---------- Supplied data ----------
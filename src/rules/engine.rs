//! State transitions: applying a move, placing a tile, deciding the game.
//!
//! `Board::step` is the checked entry point used by game drivers. Search
//! only ever applies actions it just enumerated, so it goes through the
//! unchecked `Board::apply`.

use thiserror::Error;
use tracing::trace;

use crate::core::{Action, ActionError, Board, Outcome, Piece, Player, BOARD_SIZE};

/// Errors from advancing a game.
#[derive(Debug, Clone, PartialEq, Eq, Error)]
pub enum RulesError {
    #[error("game is already over")]
    GameOver,

    #[error("illegal action {0}")]
    IllegalAction(Action),

    #[error(transparent)]
    InvalidAction(#[from] ActionError),
}

impl Board {
    /// Play `action` for the side to move.
    ///
    /// Returns the outcome after the move. The board is left untouched on
    /// error.
    pub fn step(&mut self, action: Action) -> Result<Outcome, RulesError> {
        if self.is_game_over() {
            return Err(RulesError::GameOver);
        }
        if !self.is_legal(action) {
            return Err(RulesError::IllegalAction(action));
        }
        self.apply(action);
        Ok(self.outcome)
    }

    /// Decode a raw action code and play it.
    pub fn step_code(&mut self, code: u32) -> Result<Outcome, RulesError> {
        let action = Action::try_from_code(code)?;
        self.step(action)
    }

    /// Play an action known to be legal.
    ///
    /// Moves the piece, places the tile, then checks for a winner before
    /// handing the turn over. The turn passes and the history grows even on
    /// the winning move.
    pub(crate) fn apply(&mut self, action: Action) {
        let mover = self.to_move;
        let (from, to) = (action.from(), action.to());

        self.pieces[to.index()] = self.pieces[from.index()];
        self.pieces[from.index()] = Piece::Empty;

        let placement = action.placement();
        if let (Some(square), Some(tile)) = (placement.square(), placement.tile()) {
            self.tiles[square.index()] = tile;
            let taken = self.stock[mover].take(tile);
            debug_assert!(taken, "{mover} placed a {tile:?} tile with none in stock");
        }

        self.outcome = self.detect_winner();
        if let Some(winner) = self.outcome.winner() {
            trace!(%winner, move_count = self.move_count, "game decided");
        }

        self.to_move = mover.opponent();
        self.move_count += 1;
        self.history.push(self.snapshot());
    }

    /// A player wins by standing on the opponent's home row. Player one is
    /// checked first.
    fn detect_winner(&self) -> Outcome {
        for player in Player::ALL {
            let row = player.goal_row() * BOARD_SIZE;
            if self.pieces[row..row + BOARD_SIZE].contains(&Piece::Owned(player)) {
                return Outcome::Winner(player);
            }
        }
        Outcome::Ongoing
    }
}

#[cfg(test)]
mod tests {
    use super::*;
    use crate::core::{Placement, Square, Stock, Tile};

    fn sq(x: usize, y: usize) -> Square {
        Square::from_xy(x, y).unwrap()
    }

    #[test]
    #[cfg(debug_assertions)]
    #[should_panic(expected = "none in stock")]
    fn test_apply_without_stock_panics_in_debug() {
        let mut board = Board::new();
        board.set_stock(Player::One, Stock { black: 0, gray: 1 });
        board.apply(Action::from_parts(sq(2, 4), sq(2, 3), Placement::Black(sq(2, 2))));
    }

    #[test]
    fn test_step_moves_and_places() {
        let mut board = Board::new();
        let action = Action::from_parts(sq(2, 4), sq(2, 3), Placement::Black(sq(2, 4)));

        assert_eq!(board.step(action), Ok(Outcome::Ongoing));
        assert_eq!(board.piece(sq(2, 3)), Piece::Owned(Player::One));
        assert!(board.piece(sq(2, 4)).is_empty());
        assert_eq!(board.tile(sq(2, 4)), Tile::Black);
        assert_eq!(board.stock(Player::One), Stock { black: 2, gray: 1 });
        assert_eq!(board.stock(Player::Two), Stock::INITIAL);
        assert_eq!(board.to_move(), Player::Two);
        assert_eq!(board.move_count(), 1);
        assert_eq!(board.history().len(), 2);
        assert_eq!(board.history().frame(0), Some(&board.snapshot()));
    }

    #[test]
    fn test_step_rejects_illegal() {
        let mut board = Board::new();
        let before = board.clone();
        let action = Action::from_parts(sq(2, 4), sq(2, 2), Placement::None);

        assert_eq!(board.step(action), Err(RulesError::IllegalAction(action)));
        assert_eq!(board, before);
    }

    #[test]
    fn test_step_code_out_of_range() {
        let mut board = Board::new();
        assert_eq!(
            board.step_code(40_000),
            Err(RulesError::InvalidAction(ActionError::OutOfRange(40_000)))
        );
    }

    #[test]
    fn test_win_detection() {
        let mut board = Board::empty();
        board.set_piece(sq(1, 1), Piece::Owned(Player::One));
        board.set_piece(sq(4, 4), Piece::Owned(Player::Two));
        board.set_piece(sq(3, 4), Piece::Owned(Player::One));
        board.reset_history();

        let winning = Action::from_parts(sq(1, 1), sq(1, 0), Placement::None);
        assert_eq!(board.step(winning), Ok(Outcome::Winner(Player::One)));
        assert!(board.is_game_over());
        assert_eq!(board.to_move(), Player::Two);
        assert_eq!(board.move_count(), 1);
        assert!(board.legal_actions().is_empty());

        let any = Action::from_parts(sq(4, 4), sq(4, 3), Placement::None);
        assert_eq!(board.step(any), Err(RulesError::GameOver));
    }

    #[test]
    fn test_player_two_wins_on_bottom_row() {
        let mut board = Board::empty();
        board.set_piece(sq(0, 3), Piece::Owned(Player::Two));
        board.set_piece(sq(4, 1), Piece::Owned(Player::One));
        board.set_to_move(Player::Two);

        let action = Action::from_parts(sq(0, 3), sq(0, 4), Placement::None);
        assert_eq!(board.step(action), Ok(Outcome::Winner(Player::Two)));
    }

    #[test]
    fn test_player_one_checked_first() {
        // Both goals already reached: player one is reported.
        let mut board = Board::empty();
        board.set_piece(sq(2, 2), Piece::Owned(Player::Two));
        board.set_piece(sq(0, 4), Piece::Owned(Player::Two));
        board.set_piece(sq(3, 1), Piece::Owned(Player::One));
        board.set_piece(sq(4, 0), Piece::Owned(Player::One));
        board.set_to_move(Player::Two);

        let action = Action::from_parts(sq(2, 2), sq(2, 1), Placement::None);
        assert_eq!(board.step(action), Ok(Outcome::Winner(Player::One)));
    }

    #[test]
    fn test_placement_consumes_stock() {
        let mut board = Board::new();
        board.set_stock(Player::One, Stock { black: 0, gray: 1 });

        let black = Action::from_parts(sq(0, 4), sq(0, 3), Placement::Black(sq(2, 2)));
        assert_eq!(board.step(black), Err(RulesError::IllegalAction(black)));

        let gray = Action::from_parts(sq(0, 4), sq(0, 3), Placement::Gray(sq(2, 2)));
        assert!(board.step(gray).is_ok());
        assert_eq!(board.stock(Player::One), Stock { black: 0, gray: 0 });
        assert_eq!(board.tile(sq(2, 2)), Tile::Gray);
    }
}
----------
Task directions: Starting at the line with "self.step(action)" and ending at the line with "if let (Some(square), Some(tile))", print each line of the listing above exactly, with no other lines.

Exercise output:
        self.step(action)
    }

    /// Play an action known to be legal.
    ///
    /// Moves the piece, places the tile, then checks for a winner before
    /// handing the turn over. The turn passes and the history grows even on
    /// the winning move.
    pub(crate) fn apply(&mut self, action: Action) {
        let mover = self.to_move;
        let (from, to) = (action.from(), action.to());

        self.pieces[to.index()] = self.pieces[from.index()];
        self.pieces[from.index()] = Piece::Empty;

        let placement = action.placement();
        if let (Some(square), Some(tile)) = (placement.square(), placement.tile()) {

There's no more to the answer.